19. "If a man or a woman practice sorcery, and they be caught with it in their hands, they shall prosecute them, they shall convict them. The practicer of magic they shall put to death."
20. "If a man strike the wife of a man, in her first stage of pregnancy, and cause her to drop that which is in her, it is a crime; two talants of lead he shall pay."
21. "If a man strike a harlot and cause her to drop that which is in her, blows for blows they shall lay upon him; he shall make restitution for a life."
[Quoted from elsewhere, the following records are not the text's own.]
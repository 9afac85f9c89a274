//! In-process [`WorkoutStore`].

use std::collections::{HashMap, HashSet};
use std::sync::atomic::{AtomicUsize, Ordering};

use anyhow::{Result, bail};
use async_trait::async_trait;
use chrono::{DateTime, Utc};
use tokio::sync::Mutex;
use uuid::Uuid;

use liftgen_db::models::{Exercise, Workout, WorkoutExercise, WorkoutExerciseDetail};
use liftgen_db::queries::exercises::NewExercise;
use liftgen_db::queries::workouts::{NewWorkout, NewWorkoutExercise};

use super::WorkoutStore;

#[derive(Default)]
struct Tables {
    admins: HashSet<Uuid>,
    exercises: HashMap<String, Exercise>,
    workouts: Vec<Workout>,
    links: Vec<WorkoutExercise>,
}

/// Store operations that can be made to fail.
#[derive(Debug, Clone, Copy, Default)]
struct Failures {
    workout_writes: bool,
    exercise_lookups: bool,
    quota_reads: bool,
}

/// Keeps every table in memory behind one mutex.
///
/// Counts `insert_workout` calls so tests can assert nothing was written.
#[derive(Default)]
pub struct MemoryStore {
    tables: Mutex<Tables>,
    workout_writes: AtomicUsize,
    fail: Failures,
}

impl MemoryStore {
    pub fn new() -> Self {
        Self::default()
    }

    /// A store whose `insert_workout` always fails.
    pub fn failing_writes() -> Self {
        Self::failing(Failures {
            workout_writes: true,
            ..Failures::default()
        })
    }

    /// A store whose exercise lookups always fail.
    pub fn failing_exercise_lookups() -> Self {
        Self::failing(Failures {
            exercise_lookups: true,
            ..Failures::default()
        })
    }

    /// A store whose admin and window-count reads always fail.
    pub fn failing_quota_reads() -> Self {
        Self::failing(Failures {
            quota_reads: true,
            ..Failures::default()
        })
    }

    fn failing(fail: Failures) -> Self {
        Self {
            fail,
            ..Self::default()
        }
    }

    pub async fn set_admin(&self, user_id: Uuid, admin: bool) {
        let mut tables = self.tables.lock().await;
        if admin {
            tables.admins.insert(user_id);
        } else {
            tables.admins.remove(&user_id);
        }
    }

    /// Insert `count` workouts for `user_id` stamped `created_at`, bypassing
    /// the write counter.
    pub async fn seed_workouts(&self, user_id: Uuid, created_at: DateTime<Utc>, count: usize) {
        let mut tables = self.tables.lock().await;
        for _ in 0..count {
            tables.workouts.push(blank_workout(user_id, created_at));
        }
    }

    /// Number of `insert_workout` calls, successful or not.
    pub fn workout_writes(&self) -> usize {
        self.workout_writes.load(Ordering::SeqCst)
    }

    pub async fn workouts(&self) -> Vec<Workout> {
        self.tables.lock().await.workouts.clone()
    }

    pub async fn links_for(&self, workout_id: Uuid) -> Vec<WorkoutExercise> {
        let tables = self.tables.lock().await;
        let mut links: Vec<_> = tables
            .links
            .iter()
            .filter(|l| l.workout_id == workout_id)
            .cloned()
            .collect();
        links.sort_by_key(|l| l.order_index);
        links
    }

    pub async fn exercises(&self) -> Vec<Exercise> {
        let tables = self.tables.lock().await;
        let mut all: Vec<_> = tables.exercises.values().cloned().collect();
        all.sort_by(|a, b| a.name.cmp(&b.name));
        all
    }
}

#[async_trait]
impl WorkoutStore for MemoryStore {
    async fn is_admin(&self, user_id: Uuid) -> Result<bool> {
        if self.fail.quota_reads {
            bail!("profile reads are disabled for this store");
        }
        Ok(self.tables.lock().await.admins.contains(&user_id))
    }

    async fn count_workouts_since(
        &self,
        user_id: Uuid,
        window_start: DateTime<Utc>,
        window_end: DateTime<Utc>,
    ) -> Result<i64> {
        if self.fail.quota_reads {
            bail!("workout counts are disabled for this store");
        }
        let tables = self.tables.lock().await;
        let n = tables
            .workouts
            .iter()
            .filter(|w| w.user_id == user_id && w.created_at > window_start && w.created_at <= window_end)
            .count();
        Ok(i64::try_from(n)?)
    }

    async fn find_exercise_by_search_key(&self, search_key: &str) -> Result<Option<Exercise>> {
        if self.fail.exercise_lookups {
            bail!("exercise lookups are disabled for this store");
        }
        Ok(self.tables.lock().await.exercises.get(search_key).cloned())
    }

    async fn insert_exercise(&self, new: &NewExercise<'_>) -> Result<Option<Exercise>> {
        let mut tables = self.tables.lock().await;
        if tables.exercises.contains_key(new.search_key) {
            return Ok(None);
        }
        let now = Utc::now();
        let exercise = Exercise {
            id: Uuid::new_v4(),
            name: new.name.to_owned(),
            search_key: new.search_key.to_owned(),
            primary_muscles: new.primary_muscles.to_vec(),
            secondary_muscles: new.secondary_muscles.to_vec(),
            equipment: new.equipment.map(str::to_owned),
            movement_type: new.movement_type,
            created_at: now,
            updated_at: now,
        };
        tables
            .exercises
            .insert(exercise.search_key.clone(), exercise.clone());
        Ok(Some(exercise))
    }

    async fn get_workout(&self, id: Uuid) -> Result<Option<Workout>> {
        let tables = self.tables.lock().await;
        Ok(tables.workouts.iter().find(|w| w.id == id).cloned())
    }

    async fn list_workout_exercises(&self, workout_id: Uuid) -> Result<Vec<WorkoutExerciseDetail>> {
        let tables = self.tables.lock().await;
        let mut details = Vec::new();
        for link in tables.links.iter().filter(|l| l.workout_id == workout_id) {
            let Some(exercise) = tables.exercises.values().find(|e| e.id == link.exercise_id) else {
                bail!("link references unknown exercise {}", link.exercise_id);
            };
            details.push(WorkoutExerciseDetail {
                order_index: link.order_index,
                exercise_id: link.exercise_id,
                name: exercise.name.clone(),
                sets: link.sets,
                reps: link.reps,
                rest_seconds: link.rest_seconds,
                weight_unit: link.weight_unit.clone(),
                rationale: link.rationale.clone(),
                equipment: exercise.equipment.clone(),
                movement_type: exercise.movement_type,
            });
        }
        details.sort_by_key(|d| d.order_index);
        Ok(details)
    }

    async fn insert_workout(
        &self,
        workout: &NewWorkout<'_>,
        links: &[NewWorkoutExercise<'_>],
    ) -> Result<Workout> {
        self.workout_writes.fetch_add(1, Ordering::SeqCst);
        if self.fail.workout_writes {
            bail!("workout writes are disabled for this store");
        }

        let mut tables = self.tables.lock().await;

        let mut seen = HashSet::new();
        for link in links {
            if !seen.insert(link.order_index) {
                bail!("duplicate order_index {} in workout links", link.order_index);
            }
            if !tables.exercises.values().any(|e| e.id == link.exercise_id) {
                bail!("link references unknown exercise {}", link.exercise_id);
            }
        }

        let row = Workout {
            id: Uuid::new_v4(),
            user_id: workout.user_id,
            workout_data: workout.workout_data.clone(),
            total_duration_minutes: workout.total_duration_minutes,
            muscle_groups_targeted: workout.muscle_groups_targeted.to_owned(),
            joint_groups_affected: workout.joint_groups_affected.to_owned(),
            equipment_needed: workout.equipment_needed.to_owned(),
            raw_ai_response: workout.raw_ai_response.to_owned(),
            ai_model: workout.ai_model.to_owned(),
            prompt_tokens: workout.prompt_tokens,
            completion_tokens: workout.completion_tokens,
            generation_time_ms: workout.generation_time_ms,
            parse_attempts: workout.parse_attempts,
            muscle_focus: workout.muscle_focus.to_vec(),
            workout_focus: workout.workout_focus.to_vec(),
            exercise_count: workout.exercise_count,
            special_instructions: workout.special_instructions.map(str::to_owned),
            total_sets: workout.total_sets,
            total_exercises: workout.total_exercises,
            estimated_duration_minutes: workout.estimated_duration_minutes,
            primary_muscles_targeted: workout.primary_muscles_targeted.to_vec(),
            equipment_needed_array: workout.equipment_needed_array.to_vec(),
            created_at: Utc::now(),
        };

        let now = row.created_at;
        for link in links {
            tables.links.push(WorkoutExercise {
                id: Uuid::new_v4(),
                workout_id: row.id,
                exercise_id: link.exercise_id,
                order_index: link.order_index,
                sets: link.sets,
                reps: link.reps,
                rest_seconds: link.rest_seconds,
                weight_unit: link.weight_unit.to_owned(),
                weight_recommendation_type: link.weight_recommendation_type.map(str::to_owned),
                weight_recommendation_value: link.weight_recommendation_value,
                rationale: link.rationale.map(str::to_owned),
                created_at: now,
            });
        }
        tables.workouts.push(row.clone());

        Ok(row)
    }
}

fn blank_workout(user_id: Uuid, created_at: DateTime<Utc>) -> Workout {
    Workout {
        id: Uuid::new_v4(),
        user_id,
        workout_data: serde_json::json!({ "exercises": [] }),
        total_duration_minutes: 0,
        muscle_groups_targeted: String::new(),
        joint_groups_affected: String::new(),
        equipment_needed: String::new(),
        raw_ai_response: String::new(),
        ai_model: "seed".to_owned(),
        prompt_tokens: None,
        completion_tokens: None,
        generation_time_ms: None,
        parse_attempts: 1,
        muscle_focus: Vec::new(),
        workout_focus: Vec::new(),
        exercise_count: 0,
        special_instructions: None,
        total_sets: 0,
        total_exercises: 0,
        estimated_duration_minutes: 0,
        primary_muscles_targeted: Vec::new(),
        equipment_needed_array: Vec::new(),
        created_at,
    }
}

#[cfg(test)]
mod tests {
    use chrono::Duration;

    use super::*;

    #[tokio::test]
    async fn insert_exercise_refuses_duplicate_key() {
        let store = MemoryStore::new();
        let muscles = vec!["chest".to_owned()];
        let new = NewExercise {
            name: "Barbell Bench Press",
            search_key: "barbell bench press",
            primary_muscles: &muscles,
            secondary_muscles: &[],
            equipment: Some("barbell"),
            movement_type: None,
        };
        assert!(store.insert_exercise(&new).await.unwrap().is_some());
        assert!(store.insert_exercise(&new).await.unwrap().is_none());
        assert_eq!(store.exercises().await.len(), 1);
    }

    #[tokio::test]
    async fn window_is_half_open() {
        let store = MemoryStore::new();
        let user = Uuid::new_v4();
        let now = Utc::now();
        let start = now - Duration::hours(24);
        store.seed_workouts(user, start, 1).await;
        store.seed_workouts(user, now, 2).await;
        store.seed_workouts(Uuid::new_v4(), now, 5).await;

        assert_eq!(store.count_workouts_since(user, start, now).await.unwrap(), 2);
        assert_eq!(store.workout_writes(), 0);
    }
}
22. "If a woman of her own accord drop that which is in her, they shall prosecute her, they shall convict her, they shall crucify her, they shall not bury her. If she die from dropping that which is in her, they shall crucify her, they shall not bury her."
23. "If a virgin of her own accord give herself to a man, the man shall take oath, against his wife they shall not draw nigh. Threefold the price of a virgin the ravisher shall pay. The father shall do with his daughter what he pleases."
24. "In the case of every crime for which there is the penalty of the cutting-off of ear or nose or ruining or reputation or condition, as it is written it shall be carried out."
25. "Unless it is forbidden in the tablets, a man may strike his wife, pull her hair, her ear he may bruise or pierce. He commits no misdeed thereby."